6.1   Digital Preservation Challenges
6.2   Creating a Digital Preservation Strategy
6.3   The Digital Preservation Process
6.4   Types of Digital Storage Media
6.5   Other Digital Storage Concerns
6.6   Conclusion
6.7   Further Reading
 

The preservation of cultural heritage materials is a cornerstone of our work as professionals. Ensuring the longevity of the materials entrusted to our care is a concern no matter what other activities you undertake. Clay tablets, stored properly, will last thousands of years. Good rag paper, if kept away from pests and in the right environment, will last hundreds of years. The proof of their longevity lies in museums and rare book collections around the world. Someday, future curators, archivists, and librarians will know how long a floppy disk, a CD, or hard drive will last, but until then we have only estimates.

The creation of digital surrogates in no way alleviates these concerns. Instead, it presents a new arena with preservation concerns. This chapter discusses the preservation of digital materials. It does not cover issues associated with traditional preservation. Those measures will not be discussed in light of the voluminous material already available to meet those challenges. The life of inadequately stabilized and housed original documents, artifacts, published works, or works of art will not be extended through the process of digitization. Digitization will do nothing to help the condition of the original. In short, digitization is not a preservation measure for originals, even though it may mitigate against further damage by providing access to surrogates.

Institutions can invest a great deal of effort and expense in the digitization of their collections and in the presentation of these digitized collections online. Until recently, the digital world has not given high priority to the preservation and storage of its content.

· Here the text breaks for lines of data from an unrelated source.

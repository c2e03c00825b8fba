//! # litekv Storage
//!
//! Table persistence backends for litekv.
//!
//! This crate is the lowest layer that touches storage. A backend loads and
//! saves whole tables; it knows nothing about keys, encryption or events.
//!
//! ## Design Principles
//!
//! - Whole-table reads and writes (read, mutate, write back)
//! - Loaded tables are independent copies
//! - Must be `Send + Sync`
//! - The store engine is written once against [`StorageBackend`]
//!
//! ## Available Backends
//!
//! - [`InMemoryBackend`] - Tables in process memory, nothing persisted
//! - [`FileBackend`] - One JSON document per table under a base directory
//!
//! ## Example
//!
//! ```rust
//! use litekv_codec::{DataStyle, Record};
//! use litekv_storage::{InMemoryBackend, StorageBackend};
//!
//! let mut backend = InMemoryBackend::new();
//! backend.ensure_table("main", DataStyle::Mapping).unwrap();
//!
//! let mut table = backend.load_table("main").unwrap().unwrap();
//! table.upsert("a", Record { key: Some("a".into()), ..Record::default() });
//! backend.save_table("main", &table).unwrap();
//! assert_eq!(backend.load_table("main").unwrap().unwrap().len(), 1);
//! ```

#![deny(unsafe_code)]
#![warn(missing_docs)]

mod backend;
mod error;
mod file;
mod memory;

pub use backend::StorageBackend;
pub use error::{validate_table_name, StorageError, StorageResult};
pub use file::FileBackend;
pub use memory::InMemoryBackend;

The very nature of the Web is one of impermanence and fluidity, and digital information presented via the Internet has grown with little regard for preservation.

Fortunately, cultural institutions by their very nature think long-term, and preservation of digital material has emerged as a major concern in the cultural heritage community. It is necessary that digital objects created remain accessible for as long as possible both to for intended users and the wider community. Digitization projects are costly and time consuming and the digitization process can subject original materials to potentially damaging light and handling. Doing it right the first time, following the "scan once methodology, "and properly preserving the digital items saves money, time, and originals from additional and unnecessary wear and tear.

More than any other aspect of a digitization project, digital preservation, by its very nature, requires vigilance on the part of cultural heritage professionals. Digital preservation is a new and developing field. Cultural heritage professionals must monitor research being conducted in the fast-paced world of digital technology. In addition, the issues surrounding the preservation of digital objects is of a more immediate imperative than traditional materials. This is due to the lack of stability in digital storage media and the necessary equipment required to interpret and access digital materials. This chapter seeks to equip you with the ability to do both. It introduces the challenges of digital preservation and provides information and recommendations to guide the decision making for digital preservation strategies.



Digital Preservation Challenges

At its most fundamental level, digital material is comprised of ones and zeros. Software programs are written to create and interpret this binary structure into a variety of forms that we use be they images, text documents, databases, video, sound files or a combination of those formats. Without appropriate tools, even the most simplistic of these are impossible to decipher. Consider the variety of computer hardware and software available readily and how fast popular computers and programs become obsolete.

Hardware obsolescence

Hardware obsolescence refers to the maintenance of the appropriate equipment to read the digital storage media selected. For instance, just five years ago, a 3 1/2-inch floppy disk was used for virtually everything digital anyone wanted to save or transport. Yet in today's computers, 3 1/2-inch floppy disk drives need to be specially ordered in order to be installed on a standard PC. Even if your storage media remains unharmed over the ravages of time, eventually there will be no computer extant that has the appropriate mechanism to read that medium. Without the appropriate hardware, files contained on that floppy disk are lost - irretrievable.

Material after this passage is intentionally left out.